**EXERCISE DIRECTIONS**
The task calls for each line of the records below in which the word "absent" appears.

**PROVIDED ENTRIES**
//! Content-based change detection for the compile stage.
//!
//! The toolchain decides what to recompile from file timestamps. Copying
//! sources into a workspace restored from a dependency layer can leave a
//! changed file with an older timestamp than the artifact built from the
//! placeholder, so the toolchain would skip it. [`SourceIndex`] records the
//! digest of every file the workspace was last compiled from; files whose
//! content differs get their modification time bumped with [`touch`].

use layerkit_core::ContentDigest;
use serde::{Deserialize, Serialize};
use std::collections::BTreeMap;
use std::fs;
use std::io;
use std::path::Path;
use std::time::SystemTime;

use crate::fsutil;
use crate::workspace::BuildWorkspace;

const INDEX_FILE: &str = "sources.json";

/// Digest of every tracked file, keyed by workspace-relative path.
#[derive(Debug, Clone, Default, PartialEq, Eq, Serialize, Deserialize)]
pub struct SourceIndex {
    files: BTreeMap<String, ContentDigest>,
}

impl SourceIndex {
    /// Index every file under the given workspace-relative paths. Paths
    /// that do not exist are skipped; a path naming a file indexes that file.
    pub fn scan(root: &Path, paths: &[&Path]) -> io::Result<Self> {
        let mut files = BTreeMap::new();
        for path in paths {
            let full = root.join(path);
            if full.is_file() {
                files.insert(fsutil::slash_path(path), ContentDigest::of_file(&full)?);
            } else if full.is_dir() {
                for relative in fsutil::relative_files(&full)? {
                    let key = fsutil::slash_path(&path.join(&relative));
                    files.insert(key, ContentDigest::of_file(&full.join(&relative))?);
                }
            }
        }
        Ok(Self { files })
    }

    pub fn len(&self) -> usize {
        self.files.len()
    }

    pub fn is_empty(&self) -> bool {
        self.files.is_empty()
    }

    pub fn get(&self, path: &str) -> Option<&ContentDigest> {
        self.files.get(path)
    }

    /// Files that are new or whose content differs from `previous`.
    pub fn changed_since(&self, previous: &SourceIndex) -> Vec<String> {
        self.files
            .iter()
            .filter(|(path, digest)| previous.files.get(*path) != Some(*digest))
            .map(|(path, _)| path.clone())
            .collect()
    }

    /// Files present in `previous` but gone now.
    pub fn removed_since(&self, previous: &SourceIndex) -> Vec<String> {
        previous
            .files
            .keys()
            .filter(|path| !self.files.contains_key(*path))
            .cloned()
            .collect()
    }

    /// Load the index saved in the workspace; an absent index is empty.
    pub fn load(workspace: &BuildWorkspace) -> io::Result<Self> {
        let path = workspace.state_dir().join(INDEX_FILE);
        match fs::read(&path) {
            Ok(bytes) => serde_json::from_slice(&bytes)
                .map_err(|e| io::Error::new(io::ErrorKind::InvalidData, e)),
            Err(e) if e.kind() == io::ErrorKind::NotFound => Ok(Self::default()),
            Err(e) => Err(e),
        }
    }

    pub fn save(&self, workspace: &BuildWorkspace) -> io::Result<()> {
        let bytes = serde_json::to_vec_pretty(self).map_err(io::Error::other)?;
        fs::write(workspace.state_dir().join(INDEX_FILE), bytes)
    }
}

/// Set the modification time of each workspace-relative path to `now`.
/// Files are opened read-only; the owner may set times on a read-only
/// descriptor, so read-only sources can be touched too.
pub fn touch(root: &Path, paths: &[String], now: SystemTime) -> io::Result<()> {
    for path in paths {
        let file = fs::File::open(root.join(path))?;
        file.set_modified(now)?;
    }
    Ok(())
}

#[cfg(test)]
mod tests {
    use super::*;
    use std::path::PathBuf;
    use std::time::Duration;

    fn write(root: &Path, path: &str, contents: &str) {
        let path = root.join(path);
        fs::create_dir_all(path.parent().unwrap()).unwrap();
        fs::write(path, contents).unwrap();
    }

    #[test]
    fn test_scan_indexes_dirs_and_files() {
        let dir = tempfile::tempdir().unwrap();
        write(dir.path(), "src/main.rs", "fn main() {}");
        write(dir.path(), "src/ui/view.rs", "pub fn view() {}");
        write(dir.path(), "templates/index.html", "<html/>");

        let index = SourceIndex::scan(
            dir.path(),
            &[Path::new("src"), Path::new("templates/index.html"), Path::new("absent")],
        )
        .unwrap();

        assert_eq!(index.len(), 3);
        assert!(index.get("src/ui/view.rs").is_some());
        assert_eq!(
            index.get("src/main.rs"),
            Some(&ContentDigest::of_bytes(b"fn main() {}"))
        );
    }

    #[test]
    fn test_changed_since_compares_content_not_time() {
        let dir = tempfile::tempdir().unwrap();
        write(dir.path(), "src/main.rs", "fn main() {}");
        write(dir.path(), "src/a.rs", "a");
        let before = SourceIndex::scan(dir.path(), &[Path::new("src")]).unwrap();

        // Rewrite with identical bytes, change one file, add another.
        write(dir.path(), "src/main.rs", "fn main() {}");
        write(dir.path(), "src/a.rs", "a2");
        write(dir.path(), "src/b.rs", "b");
        let after = SourceIndex::scan(dir.path(), &[Path::new("src")]).unwrap();

        assert_eq!(after.changed_since(&before), vec!["src/a.rs", "src/b.rs"]);
        assert!(after.removed_since(&before).is_empty());
        assert_eq!(before.removed_since(&after), vec!["src/b.rs"]);
        assert!(after.changed_since(&after).is_empty());
    }

    #[test]
    fn test_save_and_load() {
        let dir = tempfile::tempdir().unwrap();
        let ws = BuildWorkspace::open(dir.path()).unwrap();
        assert!(SourceIndex::load(&ws).unwrap().is_empty());

        write(ws.root(), "src/main.rs", "fn main() {}");
        let index = SourceIndex::scan(ws.root(), &[Path::new("src")]).unwrap();
        index.save(&ws).unwrap();

        assert_eq!(SourceIndex::load(&ws).unwrap(), index);
    }

    #[test]
    fn test_touch_sets_modification_time() {
        let dir = tempfile::tempdir().unwrap();
        write(dir.path(), "src/main.rs", "fn main() {}");
        let old = SystemTime::UNIX_EPOCH + Duration::from_secs(1_000_000);
        let now = SystemTime::UNIX_EPOCH + Duration::from_secs(2_000_000);

        touch(dir.path(), &["src/main.rs".to_string()], old).unwrap();
        touch(dir.path(), &["src/main.rs".to_string()], now).unwrap();

        let modified = fs::metadata(PathBuf::from(dir.path()).join("src/main.rs"))
            .unwrap()
            .modified()
            .unwrap();
        assert_eq!(modified, now);
        assert_eq!(
            fs::read_to_string(dir.path().join("src/main.rs")).unwrap(),
            "fn main() {}"
        );
    }

    #[cfg(unix)]
    #[test]
    fn test_touch_read_only_file() {
        use std::os::unix::fs::PermissionsExt;

        let dir = tempfile::tempdir().unwrap();
        write(dir.path(), "src/main.rs", "fn main() {}");
        let path = dir.path().join("src/main.rs");
        fs::set_permissions(&path, fs::Permissions::from_mode(0o444)).unwrap();
        let now = SystemTime::UNIX_EPOCH + Duration::from_secs(3_000_000);

        touch(dir.path(), &["src/main.rs".to_string()], now).unwrap();

        let metadata = fs::metadata(&path).unwrap();
        assert_eq!(metadata.modified().unwrap(), now);
        assert_eq!(metadata.permissions().mode() & 0o777, 0o444);
    }
}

**ANSWER FOR THE TASK**
    /// Load the index saved in the workspace; an absent index is empty.
            &[Path::new("src"), Path::new("templates/index.html"), Path::new("absent")],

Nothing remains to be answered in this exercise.